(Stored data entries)
┄┄┄┄┄┄┄┄┄┄

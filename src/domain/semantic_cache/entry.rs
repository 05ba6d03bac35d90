//! Cache entry schemas

use std::collections::BTreeSet;

use chrono::{DateTime, Utc};
use serde::{Deserialize, Serialize};

use crate::domain::vector_search::SearchMatch;
use crate::domain::DomainError;

/// A cached embedding, keyed by the digest of its normalized source text
#[derive(Debug, Clone, Serialize, Deserialize)]
pub struct EmbeddingCacheEntry {
    source_text_hash: String,
    model: String,
    vector: Vec<f32>,
    created_at: DateTime<Utc>,
}

impl EmbeddingCacheEntry {
    pub fn new(source_text_hash: impl Into<String>, model: impl Into<String>, vector: Vec<f32>) -> Self {
        Self {
            source_text_hash: source_text_hash.into(),
            model: model.into(),
            vector,
            created_at: Utc::now(),
        }
    }

    pub fn source_text_hash(&self) -> &str {
        &self.source_text_hash
    }

    pub fn model(&self) -> &str {
        &self.model
    }

    pub fn vector(&self) -> &[f32] {
        &self.vector
    }

    pub fn into_vector(self) -> Vec<f32> {
        self.vector
    }

    pub fn created_at(&self) -> DateTime<Utc> {
        self.created_at
    }

    /// Reject entries that cannot be served: empty or non-finite vectors,
    /// a different hash than the key expects, or a stale dimensionality
    pub fn validate(
        &self,
        key: &str,
        expected_hash: &str,
        dimensions: Option<usize>,
    ) -> Result<(), DomainError> {
        if self.source_text_hash != expected_hash {
            return Err(DomainError::invalid_entry(key, "source text hash mismatch"));
        }

        if self.vector.is_empty() {
            return Err(DomainError::invalid_entry(key, "empty vector"));
        }

        if self.vector.iter().any(|x| !x.is_finite()) {
            return Err(DomainError::invalid_entry(key, "non-finite vector component"));
        }

        if let Some(expected) = dimensions {
            if self.vector.len() != expected {
                return Err(DomainError::invalid_entry(
                    key,
                    format!(
                        "expected {} dimensions, got {}",
                        expected,
                        self.vector.len()
                    ),
                ));
            }
        }

        Ok(())
    }
}

/// A cached ranked result list, looked up by query-vector similarity
#[derive(Debug, Clone, Serialize, Deserialize)]
pub struct SearchResultCacheEntry {
    id: String,
    namespace: Option<String>,
    query_vector: Vec<f32>,
    top_k: usize,
    result_ids: Vec<String>,
    result_scores: Vec<f32>,
    document_id_set: BTreeSet<String>,
    created_at: DateTime<Utc>,
}

impl SearchResultCacheEntry {
    /// Build an entry from upstream matches, keeping at most `top_k`
    pub fn from_matches(
        id: impl Into<String>,
        namespace: Option<String>,
        query_vector: Vec<f32>,
        top_k: usize,
        matches: &[SearchMatch],
    ) -> Self {
        let kept = &matches[..matches.len().min(top_k)];
        let result_ids: Vec<String> = kept.iter().map(|m| m.id.clone()).collect();
        let result_scores = kept.iter().map(|m| m.score).collect();
        let document_id_set = result_ids.iter().cloned().collect();

        Self {
            id: id.into(),
            namespace,
            query_vector,
            top_k,
            result_ids,
            result_scores,
            document_id_set,
            created_at: Utc::now(),
        }
    }

    pub fn id(&self) -> &str {
        &self.id
    }

    pub fn namespace(&self) -> Option<&str> {
        self.namespace.as_deref()
    }

    pub fn query_vector(&self) -> &[f32] {
        &self.query_vector
    }

    pub fn top_k(&self) -> usize {
        self.top_k
    }

    pub fn result_ids(&self) -> &[String] {
        &self.result_ids
    }

    pub fn result_scores(&self) -> &[f32] {
        &self.result_scores
    }

    pub fn document_id_set(&self) -> &BTreeSet<String> {
        &self.document_id_set
    }

    pub fn created_at(&self) -> DateTime<Utc> {
        self.created_at
    }

    /// A cached superset may serve a smaller request, never the reverse
    pub fn can_serve(&self, top_k: usize, namespace: Option<&str>) -> bool {
        self.top_k >= top_k && self.namespace.as_deref() == namespace
    }

    /// The first `top_k` cached matches
    pub fn matches(&self, top_k: usize) -> Vec<SearchMatch> {
        self.result_ids
            .iter()
            .zip(self.result_scores.iter())
            .take(top_k)
            .map(|(id, score)| SearchMatch::new(id.clone(), *score))
            .collect()
    }

    pub fn validate(&self, key: &str) -> Result<(), DomainError> {
        if self.result_ids.len() != self.result_scores.len() {
            return Err(DomainError::invalid_entry(
                key,
                "result ids and scores differ in length",
            ));
        }

        if self.result_ids.len() > self.top_k {
            return Err(DomainError::invalid_entry(key, "more results than top_k"));
        }

        if self.query_vector.is_empty() {
            return Err(DomainError::invalid_entry(key, "empty query vector"));
        }

        let ids: BTreeSet<&String> = self.result_ids.iter().collect();
        if ids.len() != self.document_id_set.len()
            || !ids.iter().all(|id| self.document_id_set.contains(*id))
        {
            return Err(DomainError::invalid_entry(
                key,
                "document id set does not match result ids",
            ));
        }

        Ok(())
    }
}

┄┄┄┄┄┄┄┄┄┄

- [Problem] Retype each entry without altering a single word.

- [Reply to the exercise]
filename src/domain/semantic_cache/entry.rs
repository 05ba6d03bac35d90
//! Cache entry schemas

use std::collections::BTreeSet;

use chrono::{DateTime, Utc};
use serde::{Deserialize, Serialize};

use crate::domain::vector_search::SearchMatch;
use crate::domain::DomainError;

/// A cached embedding, keyed by the digest of its normalized source text
#[derive(Debug, Clone, Serialize, Deserialize)]
pub struct EmbeddingCacheEntry {
    source_text_hash: String,
    model: String,
    vector: Vec<f32>,
    created_at: DateTime<Utc>,
}

impl EmbeddingCacheEntry {
    pub fn new(source_text_hash: impl Into<String>, model: impl Into<String>, vector: Vec<f32>) -> Self {
        Self {
            source_text_hash: source_text_hash.into(),
            model: model.into(),
            vector,
            created_at: Utc::now(),
        }
    }

    pub fn source_text_hash(&self) -> &str {
        &self.source_text_hash
    }

    pub fn model(&self) -> &str {
        &self.model
    }

    pub fn vector(&self) -> &[f32] {
        &self.vector
    }

    pub fn into_vector(self) -> Vec<f32> {
        self.vector
    }

    pub fn created_at(&self) -> DateTime<Utc> {
        self.created_at
    }

    /// Reject entries that cannot be served: empty or non-finite vectors,
    /// a different hash than the key expects, or a stale dimensionality
    pub fn validate(
        &self,
        key: &str,
        expected_hash: &str,
        dimensions: Option<usize>,
    ) -> Result<(), DomainError> {
        if self.source_text_hash != expected_hash {
            return Err(DomainError::invalid_entry(key, "source text hash mismatch"));
        }

        if self.vector.is_empty() {
            return Err(DomainError::invalid_entry(key, "empty vector"));
        }

        if self.vector.iter().any(|x| !x.is_finite()) {
            return Err(DomainError::invalid_entry(key, "non-finite vector component"));
        }

        if let Some(expected) = dimensions {
            if self.vector.len() != expected {
                return Err(DomainError::invalid_entry(
                    key,
                    format!(
                        "expected {} dimensions, got {}",
                        expected,
                        self.vector.len()
                    ),
                ));
            }
        }

        Ok(())
    }
}

/// A cached ranked result list, looked up by query-vector similarity
#[derive(Debug, Clone, Serialize, Deserialize)]
pub struct SearchResultCacheEntry {
    id: String,
    namespace: Option<String>,
    query_vector: Vec<f32>,
    top_k: usize,
    result_ids: Vec<String>,
    result_scores: Vec<f32>,
    document_id_set: BTreeSet<String>,
    created_at: DateTime<Utc>,
}

impl SearchResultCacheEntry {
    /// Build an entry from upstream matches, keeping at most `top_k`
    pub fn from_matches(
        id: impl Into<String>,
        namespace: Option<String>,
        query_vector: Vec<f32>,
        top_k: usize,
        matches: &[SearchMatch],
    ) -> Self {
        let kept = &matches[..matches.len().min(top_k)];
        let result_ids: Vec<String> = kept.iter().map(|m| m.id.clone()).collect();
        let result_scores = kept.iter().map(|m| m.score).collect();
        let document_id_set = result_ids.iter().cloned().collect();

        Self {
            id: id.into(),
            namespace,
            query_vector,
            top_k,
            result_ids,
            result_scores,
            document_id_set,
            created_at: Utc::now(),
        }
    }

    pub fn id(&self) -> &str {
        &self.id
    }

    pub fn namespace(&self) -> Option<&str> {
        self.namespace.as_deref()
    }

    pub fn query_vector(&self) -> &[f32] {
        &self.query_vector
    }

    pub fn top_k(&self) -> usize {
        self.top_k
    }

    pub fn result_ids(&self) -> &[String] {
        &self.result_ids
    }

    pub fn result_scores(&self) -> &[f32] {
        &self.result_scores
    }

    pub fn document_id_set(&self) -> &BTreeSet<String> {
        &self.document_id_set
    }

    pub fn created_at(&self) -> DateTime<Utc> {
        self.created_at
    }

    /// A cached superset may serve a smaller request, never the reverse
    pub fn can_serve(&self, top_k: usize, namespace: Option<&str>) -> bool {
        self.top_k >= top_k && self.namespace.as_deref() == namespace
    }

    /// The first `top_k` cached matches
    pub fn matches(&self, top_k: usize) -> Vec<SearchMatch> {
        self.result_ids
            .iter()
            .zip(self.result_scores.iter())
            .take(top_k)
            .map(|(id, score)| SearchMatch::new(id.clone(), *score))
            .collect()
    }

    pub fn validate(&self, key: &str) -> Result<(), DomainError> {
        if self.result_ids.len() != self.result_scores.len() {
            return Err(DomainError::invalid_entry(
                key,
                "result ids and scores differ in length",
            ));
        }

        if self.result_ids.len() > self.top_k {
            return Err(DomainError::invalid_entry(key, "more results than top_k"));
        }

        if self.query_vector.is_empty() {
            return Err(DomainError::invalid_entry(key, "empty query vector"));
        }

        let ids: BTreeSet<&String> = self.result_ids.iter().collect();
        if ids.len() != self.document_id_set.len()
            || !ids.iter().all(|id| self.document_id_set.contains(*id))
        {
            return Err(DomainError::invalid_entry(
                key,
                "document id set does not match result ids",
            ));
        }

        Ok(())
    }
}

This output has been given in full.